Below are records; count the lines among them that include the string "fields", and state only the number.

* [Saved entries]
*** Begin section ***

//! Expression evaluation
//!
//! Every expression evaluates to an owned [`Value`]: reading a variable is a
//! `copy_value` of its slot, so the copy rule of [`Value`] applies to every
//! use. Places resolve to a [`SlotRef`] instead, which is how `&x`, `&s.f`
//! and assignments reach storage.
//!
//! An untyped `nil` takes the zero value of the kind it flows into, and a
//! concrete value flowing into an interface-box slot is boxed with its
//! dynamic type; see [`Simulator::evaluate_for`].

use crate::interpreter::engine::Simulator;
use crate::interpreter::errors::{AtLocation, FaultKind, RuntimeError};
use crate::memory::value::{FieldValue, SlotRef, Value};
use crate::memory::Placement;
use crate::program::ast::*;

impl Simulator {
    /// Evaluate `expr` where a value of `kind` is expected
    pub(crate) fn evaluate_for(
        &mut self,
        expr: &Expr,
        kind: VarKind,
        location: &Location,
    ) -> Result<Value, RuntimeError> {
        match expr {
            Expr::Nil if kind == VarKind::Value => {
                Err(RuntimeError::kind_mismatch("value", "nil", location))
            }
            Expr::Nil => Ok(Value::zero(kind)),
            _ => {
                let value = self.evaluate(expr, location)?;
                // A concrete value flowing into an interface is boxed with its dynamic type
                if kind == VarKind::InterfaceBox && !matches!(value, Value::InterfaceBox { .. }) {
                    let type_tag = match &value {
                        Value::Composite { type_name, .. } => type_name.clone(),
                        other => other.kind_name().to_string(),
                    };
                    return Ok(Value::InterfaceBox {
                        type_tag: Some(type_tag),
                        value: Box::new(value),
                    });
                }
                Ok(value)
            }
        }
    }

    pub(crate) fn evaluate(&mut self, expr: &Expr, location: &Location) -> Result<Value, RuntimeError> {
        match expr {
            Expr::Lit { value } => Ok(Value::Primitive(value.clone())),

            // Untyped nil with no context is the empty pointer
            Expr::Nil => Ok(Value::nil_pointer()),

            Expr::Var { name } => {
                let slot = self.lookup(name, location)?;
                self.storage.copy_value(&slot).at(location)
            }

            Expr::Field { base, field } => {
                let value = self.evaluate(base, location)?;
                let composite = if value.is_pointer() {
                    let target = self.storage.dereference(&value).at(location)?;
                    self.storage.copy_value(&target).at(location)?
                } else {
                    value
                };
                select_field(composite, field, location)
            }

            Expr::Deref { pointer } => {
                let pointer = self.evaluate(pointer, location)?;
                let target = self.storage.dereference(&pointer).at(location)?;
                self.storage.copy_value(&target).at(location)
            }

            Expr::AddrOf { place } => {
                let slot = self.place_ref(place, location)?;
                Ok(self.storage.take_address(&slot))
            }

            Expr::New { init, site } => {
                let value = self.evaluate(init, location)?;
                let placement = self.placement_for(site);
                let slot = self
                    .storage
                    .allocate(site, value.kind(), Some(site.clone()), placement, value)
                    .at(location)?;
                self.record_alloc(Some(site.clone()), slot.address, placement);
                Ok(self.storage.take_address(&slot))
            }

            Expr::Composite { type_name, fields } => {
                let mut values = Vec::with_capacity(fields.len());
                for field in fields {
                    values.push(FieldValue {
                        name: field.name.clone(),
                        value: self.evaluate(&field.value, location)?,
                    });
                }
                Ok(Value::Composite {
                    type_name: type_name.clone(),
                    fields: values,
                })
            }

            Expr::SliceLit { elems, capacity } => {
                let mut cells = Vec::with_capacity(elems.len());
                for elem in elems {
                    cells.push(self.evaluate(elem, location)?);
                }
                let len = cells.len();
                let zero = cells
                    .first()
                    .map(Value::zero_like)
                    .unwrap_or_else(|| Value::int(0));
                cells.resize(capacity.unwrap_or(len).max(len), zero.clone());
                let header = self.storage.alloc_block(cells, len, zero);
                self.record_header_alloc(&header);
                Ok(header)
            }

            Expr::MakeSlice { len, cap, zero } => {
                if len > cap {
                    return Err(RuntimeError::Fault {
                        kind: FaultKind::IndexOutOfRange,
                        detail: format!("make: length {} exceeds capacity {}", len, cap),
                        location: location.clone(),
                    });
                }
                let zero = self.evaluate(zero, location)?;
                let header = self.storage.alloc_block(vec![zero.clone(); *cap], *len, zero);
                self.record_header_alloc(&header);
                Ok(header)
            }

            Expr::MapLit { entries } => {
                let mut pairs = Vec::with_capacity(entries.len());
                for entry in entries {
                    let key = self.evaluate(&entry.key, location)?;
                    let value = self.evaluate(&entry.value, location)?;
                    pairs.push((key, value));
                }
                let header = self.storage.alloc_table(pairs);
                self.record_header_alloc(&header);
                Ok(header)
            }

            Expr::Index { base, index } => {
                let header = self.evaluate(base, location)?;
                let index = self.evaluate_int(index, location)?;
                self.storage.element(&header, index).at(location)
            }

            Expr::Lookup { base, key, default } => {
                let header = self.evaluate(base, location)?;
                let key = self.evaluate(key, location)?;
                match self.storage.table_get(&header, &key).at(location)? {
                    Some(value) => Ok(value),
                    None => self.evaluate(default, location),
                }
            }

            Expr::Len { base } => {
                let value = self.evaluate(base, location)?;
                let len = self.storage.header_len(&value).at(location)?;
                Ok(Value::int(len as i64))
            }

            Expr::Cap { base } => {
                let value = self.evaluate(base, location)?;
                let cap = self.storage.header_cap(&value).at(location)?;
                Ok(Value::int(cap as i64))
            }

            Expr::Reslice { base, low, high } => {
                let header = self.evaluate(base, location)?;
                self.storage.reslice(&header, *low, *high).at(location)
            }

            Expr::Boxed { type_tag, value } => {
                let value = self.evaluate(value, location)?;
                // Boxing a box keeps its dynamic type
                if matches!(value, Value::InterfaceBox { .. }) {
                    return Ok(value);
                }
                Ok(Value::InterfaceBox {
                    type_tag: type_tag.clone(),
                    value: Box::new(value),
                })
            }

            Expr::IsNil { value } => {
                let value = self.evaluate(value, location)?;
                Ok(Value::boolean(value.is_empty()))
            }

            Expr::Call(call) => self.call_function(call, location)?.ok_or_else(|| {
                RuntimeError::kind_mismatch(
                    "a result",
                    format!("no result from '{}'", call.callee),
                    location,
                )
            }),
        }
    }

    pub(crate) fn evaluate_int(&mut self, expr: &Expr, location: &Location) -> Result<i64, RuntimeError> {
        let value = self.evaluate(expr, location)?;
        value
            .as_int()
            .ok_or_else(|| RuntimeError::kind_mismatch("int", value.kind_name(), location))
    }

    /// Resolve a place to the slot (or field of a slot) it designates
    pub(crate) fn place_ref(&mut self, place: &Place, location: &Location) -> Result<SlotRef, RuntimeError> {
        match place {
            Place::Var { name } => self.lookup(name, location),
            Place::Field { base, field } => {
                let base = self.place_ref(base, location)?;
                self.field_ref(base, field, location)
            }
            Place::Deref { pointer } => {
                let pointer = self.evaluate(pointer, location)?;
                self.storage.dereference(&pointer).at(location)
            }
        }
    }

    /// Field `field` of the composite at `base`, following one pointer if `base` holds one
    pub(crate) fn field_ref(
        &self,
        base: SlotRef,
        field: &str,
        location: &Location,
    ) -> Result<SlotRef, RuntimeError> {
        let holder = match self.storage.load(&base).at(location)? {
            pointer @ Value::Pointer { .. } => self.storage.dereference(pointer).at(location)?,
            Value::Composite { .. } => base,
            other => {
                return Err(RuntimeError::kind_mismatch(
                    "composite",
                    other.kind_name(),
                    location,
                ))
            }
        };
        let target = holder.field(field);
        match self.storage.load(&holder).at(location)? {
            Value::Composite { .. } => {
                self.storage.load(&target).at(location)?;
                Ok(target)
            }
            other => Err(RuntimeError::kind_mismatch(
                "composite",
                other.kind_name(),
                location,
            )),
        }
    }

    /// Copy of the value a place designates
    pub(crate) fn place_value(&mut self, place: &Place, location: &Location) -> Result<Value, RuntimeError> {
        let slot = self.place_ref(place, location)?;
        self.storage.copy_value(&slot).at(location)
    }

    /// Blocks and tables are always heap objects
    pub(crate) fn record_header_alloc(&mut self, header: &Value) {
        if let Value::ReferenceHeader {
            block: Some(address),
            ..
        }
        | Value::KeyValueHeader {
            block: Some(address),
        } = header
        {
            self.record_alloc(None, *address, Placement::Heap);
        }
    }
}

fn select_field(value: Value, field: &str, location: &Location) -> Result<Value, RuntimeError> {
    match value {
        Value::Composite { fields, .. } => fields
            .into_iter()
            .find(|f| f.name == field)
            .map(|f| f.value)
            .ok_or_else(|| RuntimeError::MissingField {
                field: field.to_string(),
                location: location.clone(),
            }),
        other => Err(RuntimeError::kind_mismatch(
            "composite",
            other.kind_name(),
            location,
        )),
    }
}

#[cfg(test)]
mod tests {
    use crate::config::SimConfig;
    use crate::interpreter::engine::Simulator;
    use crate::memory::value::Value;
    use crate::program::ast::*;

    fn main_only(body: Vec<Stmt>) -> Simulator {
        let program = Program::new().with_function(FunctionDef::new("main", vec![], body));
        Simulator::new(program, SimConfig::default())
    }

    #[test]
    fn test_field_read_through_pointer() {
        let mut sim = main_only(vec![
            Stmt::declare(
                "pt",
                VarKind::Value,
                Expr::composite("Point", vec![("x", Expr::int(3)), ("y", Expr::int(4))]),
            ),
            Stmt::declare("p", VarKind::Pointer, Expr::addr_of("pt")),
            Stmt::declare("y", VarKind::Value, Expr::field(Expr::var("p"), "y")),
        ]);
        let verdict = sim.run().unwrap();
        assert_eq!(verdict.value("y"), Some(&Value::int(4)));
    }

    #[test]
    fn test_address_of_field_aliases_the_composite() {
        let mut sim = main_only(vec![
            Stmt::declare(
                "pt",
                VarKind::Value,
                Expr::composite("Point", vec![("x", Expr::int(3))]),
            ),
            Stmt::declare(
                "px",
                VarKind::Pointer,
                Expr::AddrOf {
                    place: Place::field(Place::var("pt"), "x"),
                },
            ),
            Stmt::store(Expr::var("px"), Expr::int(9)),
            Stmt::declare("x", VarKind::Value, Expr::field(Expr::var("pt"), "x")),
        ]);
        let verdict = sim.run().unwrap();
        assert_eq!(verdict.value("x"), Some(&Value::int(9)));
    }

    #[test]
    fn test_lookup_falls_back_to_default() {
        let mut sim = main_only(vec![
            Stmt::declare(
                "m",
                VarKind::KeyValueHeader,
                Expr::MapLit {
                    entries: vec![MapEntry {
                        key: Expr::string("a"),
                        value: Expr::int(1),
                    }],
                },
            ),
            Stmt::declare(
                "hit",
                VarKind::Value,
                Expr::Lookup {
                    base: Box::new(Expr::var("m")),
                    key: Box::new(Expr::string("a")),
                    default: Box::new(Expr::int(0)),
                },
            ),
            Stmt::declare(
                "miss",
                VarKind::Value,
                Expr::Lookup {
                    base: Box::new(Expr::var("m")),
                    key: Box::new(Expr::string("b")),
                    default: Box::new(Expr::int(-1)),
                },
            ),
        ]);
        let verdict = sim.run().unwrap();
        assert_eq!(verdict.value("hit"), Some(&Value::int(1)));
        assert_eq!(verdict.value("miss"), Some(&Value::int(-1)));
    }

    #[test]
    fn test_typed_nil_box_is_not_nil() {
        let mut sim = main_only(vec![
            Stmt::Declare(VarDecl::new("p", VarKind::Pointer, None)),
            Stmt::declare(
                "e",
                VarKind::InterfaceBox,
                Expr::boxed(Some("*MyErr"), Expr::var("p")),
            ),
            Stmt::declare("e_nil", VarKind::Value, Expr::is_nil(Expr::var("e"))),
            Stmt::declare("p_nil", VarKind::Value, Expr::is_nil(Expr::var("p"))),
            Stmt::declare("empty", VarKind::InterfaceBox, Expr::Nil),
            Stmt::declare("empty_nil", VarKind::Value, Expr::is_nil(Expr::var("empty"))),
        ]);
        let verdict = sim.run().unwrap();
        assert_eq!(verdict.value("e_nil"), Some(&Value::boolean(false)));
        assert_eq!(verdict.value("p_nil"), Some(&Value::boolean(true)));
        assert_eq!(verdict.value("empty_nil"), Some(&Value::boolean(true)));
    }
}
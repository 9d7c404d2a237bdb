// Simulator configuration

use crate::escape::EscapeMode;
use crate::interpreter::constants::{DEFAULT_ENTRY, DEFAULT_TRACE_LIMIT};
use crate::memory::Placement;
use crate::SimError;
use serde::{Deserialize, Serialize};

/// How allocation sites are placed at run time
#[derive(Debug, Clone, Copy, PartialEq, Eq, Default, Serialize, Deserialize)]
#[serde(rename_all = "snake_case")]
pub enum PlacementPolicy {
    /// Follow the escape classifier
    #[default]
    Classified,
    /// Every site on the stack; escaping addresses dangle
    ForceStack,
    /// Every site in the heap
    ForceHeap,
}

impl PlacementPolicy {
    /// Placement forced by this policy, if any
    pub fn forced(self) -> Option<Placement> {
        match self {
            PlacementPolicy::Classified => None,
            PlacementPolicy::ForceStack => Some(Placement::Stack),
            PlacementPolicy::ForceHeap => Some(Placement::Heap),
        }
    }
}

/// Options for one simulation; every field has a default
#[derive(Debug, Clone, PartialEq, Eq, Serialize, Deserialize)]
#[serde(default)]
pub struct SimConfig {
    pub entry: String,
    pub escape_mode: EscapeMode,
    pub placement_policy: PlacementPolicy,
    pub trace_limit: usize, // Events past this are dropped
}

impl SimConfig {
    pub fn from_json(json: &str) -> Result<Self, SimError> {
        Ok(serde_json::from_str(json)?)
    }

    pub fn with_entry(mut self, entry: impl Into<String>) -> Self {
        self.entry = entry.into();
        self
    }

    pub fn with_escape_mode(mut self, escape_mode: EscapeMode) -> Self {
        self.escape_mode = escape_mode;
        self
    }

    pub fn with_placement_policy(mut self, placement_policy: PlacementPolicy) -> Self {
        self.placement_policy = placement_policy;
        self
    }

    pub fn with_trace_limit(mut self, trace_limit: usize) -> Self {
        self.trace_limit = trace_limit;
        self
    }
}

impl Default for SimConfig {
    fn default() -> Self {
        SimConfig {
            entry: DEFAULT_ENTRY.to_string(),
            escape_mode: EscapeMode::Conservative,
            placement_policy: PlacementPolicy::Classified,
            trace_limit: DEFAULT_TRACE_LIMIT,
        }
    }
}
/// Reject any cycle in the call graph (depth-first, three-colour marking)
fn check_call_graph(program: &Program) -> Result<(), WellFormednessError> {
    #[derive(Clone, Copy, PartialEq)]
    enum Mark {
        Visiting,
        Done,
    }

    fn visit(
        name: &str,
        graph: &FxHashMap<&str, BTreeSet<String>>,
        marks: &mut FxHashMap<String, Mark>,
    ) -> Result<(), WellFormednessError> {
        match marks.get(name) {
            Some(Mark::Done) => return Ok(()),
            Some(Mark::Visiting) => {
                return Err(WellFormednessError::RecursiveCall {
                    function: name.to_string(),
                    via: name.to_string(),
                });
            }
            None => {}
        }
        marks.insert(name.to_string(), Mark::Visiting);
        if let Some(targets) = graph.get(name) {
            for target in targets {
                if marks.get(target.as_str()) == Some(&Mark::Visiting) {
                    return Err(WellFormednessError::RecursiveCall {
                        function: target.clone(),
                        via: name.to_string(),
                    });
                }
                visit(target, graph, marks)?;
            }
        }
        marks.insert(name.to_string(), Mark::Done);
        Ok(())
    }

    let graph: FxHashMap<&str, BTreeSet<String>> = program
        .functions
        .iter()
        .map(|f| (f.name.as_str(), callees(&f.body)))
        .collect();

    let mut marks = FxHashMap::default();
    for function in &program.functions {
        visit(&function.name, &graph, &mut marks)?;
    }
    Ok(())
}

*** End section ***

* [RESPONSE] 5